Liv Hospital Grup Koordinatörü Meri İstiroti ise 28 yıldır sağlık sektöründe olduğunu ve kök hücre alanındaki çalışmaların son 5 yıldır yüz güldürdüğünü belirtti. Tedavinin pek çok alanda kullanıldığını vurgulayan Meri İstiroti, "Gerek nörolojik problemleri olan insanlarda gerekse diyabet, hematolojik hastalıklarda ya da estetik uygulamalarda uygulanan kök hücre tedavisinde sonuçlar heyecan verici. İstinye Üniversitesi'ne bağlı Ar-Ge laboratuvarlarımızdan ve Liv Hospital içerisinde yer alan kök hücre laboratuvarından çıkan hücreleri biz Sağlık Bakanlığı onayıyla tedavi amaçlı uyguluyoruz. Aldığımız neticeleri yayına dökerek dünya tıbbının bu konudaki gelişimine katkıda bulunmaya çalışıyoruz. Gençlerin bu konuda bilinçlenmesinden son derece mutluyuz.” dedi.
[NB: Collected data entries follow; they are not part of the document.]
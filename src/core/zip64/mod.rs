// Copyright (c) 2024 Harry [Majored] [hello@majored.pw]
// MIT License (https://github.com/Majored/rs-async-zip/blob/main/LICENSE)

pub mod eocdr;
pub mod extra;
pub mod locator;
// Copyright (c) 2024 Harry [Majored] [hello@majored.pw]
// MIT License (https://github.com/Majored/rs-async-zip/blob/main/LICENSE)

use crate::core::{raw, NON_ZIP64_MAX_NUM_FILES, NON_ZIP64_MAX_SIZE};
use crate::error::Result;
use crate::utils::FieldReader;

pub const SIGNATURE: u32 = 0x6054b50;

raw! {
    RawEndOfCentralDirectoryRecord, SIGNATURE, {
        number_of_this_disk, u16,
        disk_with_start_of_cd, u16,
        entries_on_this_disk, u16,
        total_entries, u16,
        size_of_cd, u32,
        offset_of_cd, u32,
        zip_file_comment_length, u16
    }
}

impl RawEndOfCentralDirectoryRecord {
    /// Whether any field was deferred to the Zip64 end of central directory record.
    pub fn has_sentinel(&self) -> bool {
        self.total_entries == NON_ZIP64_MAX_NUM_FILES
            || self.entries_on_this_disk == NON_ZIP64_MAX_NUM_FILES
            || self.size_of_cd == NON_ZIP64_MAX_SIZE
            || self.offset_of_cd == NON_ZIP64_MAX_SIZE
    }
}

#[derive(Clone, Debug)]
pub struct EndOfCentralDirectoryRecord<'a> {
    pub raw: RawEndOfCentralDirectoryRecord,
    pub zip_file_comment: &'a [u8],
}

/// Decodes the end of central directory record from the given bytes.
///
/// This function does so by:
/// - asserting the signature of the end of central directory record
/// - decoding the raw end of central directory record
/// - slicing the zip file comment by its declared length
#[tracing::instrument(level = "trace", skip(bytes))]
pub fn decode(bytes: &[u8]) -> Result<EndOfCentralDirectoryRecord<'_>> {
    let raw = RawEndOfCentralDirectoryRecord::decode(bytes)?;
    let mut reader = FieldReader::new(&bytes[RawEndOfCentralDirectoryRecord::LENGTH..]);
    let zip_file_comment = reader.take(raw.zip_file_comment_length as usize)?;

    Ok(EndOfCentralDirectoryRecord { raw, zip_file_comment })
}

/// Encodes the end of central directory record, including the zip file comment.
pub fn encode(record: &EndOfCentralDirectoryRecord) -> Vec<u8> {
    let mut bytes = record.raw.encode();
    bytes.extend_from_slice(record.zip_file_comment);
    bytes
}
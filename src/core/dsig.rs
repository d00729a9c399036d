// Copyright (c) 2024 Harry [Majored] [hello@majored.pw]
// MIT License (https://github.com/Majored/rs-async-zip/blob/main/LICENSE)

use crate::core::raw;

pub const SIGNATURE: u32 = 0x05054b50;

raw! {
    RawDigitalSignature, SIGNATURE, {
        // size of data - 2 bytes
        size_of_data, u16
    }
}
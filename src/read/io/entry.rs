// Copyright (c) 2022 Harry [Majored] [hello@majored.pw]
// MIT License (https://github.com/Majored/rs-async-zip/blob/main/LICENSE)

use crate::error::{Result, ZipError};
use crate::read::io::hashed::HashedReader;
use crate::read::resolver::ResolvedPayload;

use std::pin::Pin;
use std::task::{Context, Poll};

use futures_lite::io::{AsyncRead, AsyncReadExt};
use pin_project::pin_project;

/// A reader over an entry's decrypted and decompressed contents.
///
/// Output is hashed as it's read so the CRC32 recorded for the entry can be verified once EOF has been reached.
#[pin_project]
pub struct EntryReader<'a> {
    #[pin]
    reader: HashedReader<Pin<Box<dyn AsyncRead + 'a>>>,
    payload: ResolvedPayload,
}

impl<'a> EntryReader<'a> {
    pub(crate) fn new(reader: Pin<Box<dyn AsyncRead + 'a>>, payload: ResolvedPayload) -> Self {
        Self { reader: HashedReader::new(reader), payload }
    }

    /// Returns the resolved location and metadata of the payload being read.
    pub fn payload(&self) -> &ResolvedPayload {
        &self.payload
    }

    /// Computes and returns the CRC32 hash of bytes read by this reader so far.
    ///
    /// This hash should only be computed once EOF has been reached.
    pub fn compute_hash(&mut self) -> u32 {
        self.reader.swap_and_compute_hash()
    }

    /// Reads all bytes until EOF has been reached, appending them to buf, and verifies the CRC32 values.
    ///
    /// This is a helper function synonymous to [`AsyncReadExt::read_to_end()`].
    pub async fn read_to_end_checked(&mut self, buf: &mut Vec<u8>) -> Result<usize> {
        let read = self.read_to_end(buf).await?;
        self.verify()?;

        Ok(read)
    }

    /// Reads all bytes until EOF has been reached, placing them into buf, and verifies the CRC32 values.
    ///
    /// This is a helper function synonymous to [`AsyncReadExt::read_to_string()`].
    pub async fn read_to_string_checked(&mut self, buf: &mut String) -> Result<usize> {
        let read = self.read_to_string(buf).await?;
        self.verify()?;

        Ok(read)
    }

    fn verify(&mut self) -> Result<()> {
        let read = self.reader.bytes_read();

        if self.compute_hash() != self.payload.crc32() {
            return Err(ZipError::CRC32CheckError);
        }
        if read != self.payload.uncompressed_size() {
            return Err(ZipError::Malformed(format!(
                "entry decompressed to {read} bytes but declares {}",
                self.payload.uncompressed_size()
            )));
        }

        Ok(())
    }
}

impl AsyncRead for EntryReader<'_> {
    fn poll_read(self: Pin<&mut Self>, c: &mut Context<'_>, b: &mut [u8]) -> Poll<std::io::Result<usize>> {
        self.project().reader.poll_read(c, b)
    }
}
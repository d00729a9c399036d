// Copyright (c) 2024 Harry [Majored] [hello@majored.pw]
// MIT License (https://github.com/Majored/rs-async-zip/blob/main/LICENSE)

use crate::core::SIGNATURE_LENGTH;
use crate::error::Result;
use crate::utils::FieldReader;

pub const SIGNATURE: u32 = 0x8074b50;

/// The CRC and sizes of a streamed entry, recorded after its payload.
///
/// Both sizes are widened to u64 regardless of whether the descriptor used the 32-bit or Zip64 layout.
///
/// <https://github.com/Majored/rs-async-zip/blob/main/SPECIFICATION.md#439>
#[derive(Clone, Copy, Debug, Default, PartialEq, Eq)]
pub struct DataDescriptor {
    pub crc_32: u32,
    pub compressed_size: u64,
    pub uncompressed_size: u64,
}

impl DataDescriptor {
    /// The length in bytes of a descriptor with the given layout.
    pub const fn length(zip64: bool, signed: bool) -> usize {
        let fields = if zip64 { 4 + 8 + 8 } else { 4 + 4 + 4 };
        if signed {
            fields + SIGNATURE_LENGTH
        } else {
            fields
        }
    }

    /// Decodes a data descriptor from the start of the given bytes, probing for its optional signature.
    ///
    /// Returns the descriptor alongside the number of bytes it occupied. The signature is optional, so a CRC which
    /// happens to equal it is indistinguishable by the first word alone. When the expected CRC is known and collides
    /// with the signature, the second word decides: a signed descriptor repeats the CRC there.
    #[tracing::instrument(level = "trace", skip(bytes))]
    pub fn decode(bytes: &[u8], zip64: bool, expected_crc: Option<u32>) -> Result<(DataDescriptor, usize)> {
        let mut reader = FieldReader::new(bytes);
        let first = reader.read::<u32>()?;

        let signed = first == SIGNATURE
            && (expected_crc != Some(SIGNATURE) || FieldReader::new(reader.remaining()).read::<u32>()? == SIGNATURE);

        let crc_32 = if signed { reader.read::<u32>()? } else { first };
        let (compressed_size, uncompressed_size) = if zip64 {
            (reader.read::<u64>()?, reader.read::<u64>()?)
        } else {
            (reader.read::<u32>()?.into(), reader.read::<u32>()?.into())
        };

        let descriptor = DataDescriptor { crc_32, compressed_size, uncompressed_size };
        Ok((descriptor, Self::length(zip64, signed)))
    }

    /// Encodes this data descriptor with the given layout.
    ///
    /// Sizes are truncated when the 32-bit layout is requested.
    pub fn encode(&self, zip64: bool, signed: bool) -> Vec<u8> {
        let mut bytes = Vec::with_capacity(Self::length(zip64, signed));

        if signed {
            bytes.extend_from_slice(&SIGNATURE.to_le_bytes());
        }

        bytes.extend_from_slice(&self.crc_32.to_le_bytes());

        if zip64 {
            bytes.extend_from_slice(&self.compressed_size.to_le_bytes());
            bytes.extend_from_slice(&self.uncompressed_size.to_le_bytes());
        } else {
            bytes.extend_from_slice(&(self.compressed_size as u32).to_le_bytes());
            bytes.extend_from_slice(&(self.uncompressed_size as u32).to_le_bytes());
        }

        bytes
    }
}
KÖK HÜCRE NAKLİ SONRASI HAYATI DEĞİŞTİ
2011'de karın ağrısı şikayetiyle hastaneye giden Serdar Kaptan, 2013 yılında kendi kanından elde edilen kök hücrelerin nakli ile sağlığına kavuşmuş. Bir şirkette satın alma müdürlüğü yapan Kaptan tedavi sonrası yıllardır hobi olarak yaptığı aikido sporunu mesleği haline getirmiş. Tedavi öncesi kök hücre nakli konusunda bir bilgisi olmadığını ifade eden Kaptan, yaşadığı süreci şöyle anlattı:
"2011'de karın ağrısıyla gittiğim hastanede lenfoma teşhisi konuldu. Kemoterapilerin ardından 2013 yılında kök hücre nakli oldum. 2013'ten bu yana sağlıklı bir şekilde hayatıma devam ediyorum. Kök hücre tedavisinin ne olduğunu bilmiyordum. Şu an eski dönemden daha iyi olduğumu söyleyebilirim kendimi sağlıklı ve dinç hissediyorum. Hastalık öncesi ve sonrası siyah ve beyaz benim için. Öncesinde beyaz yakalı diye sınıflandırılan bir konumda çalışıyordum. 2 yıl hastanede yatınca düşünmeye zamanım oldu ve bazı şeyleri değiştirmem gerektiğine karar verdim. Severek yaptığım aikido mesleğim oldu. Hastalık döneminde olan kişilere tavsiyem bunu internet üzerinden araştırmak yerine kendilerini Türk hekimlerine emanet etsinler."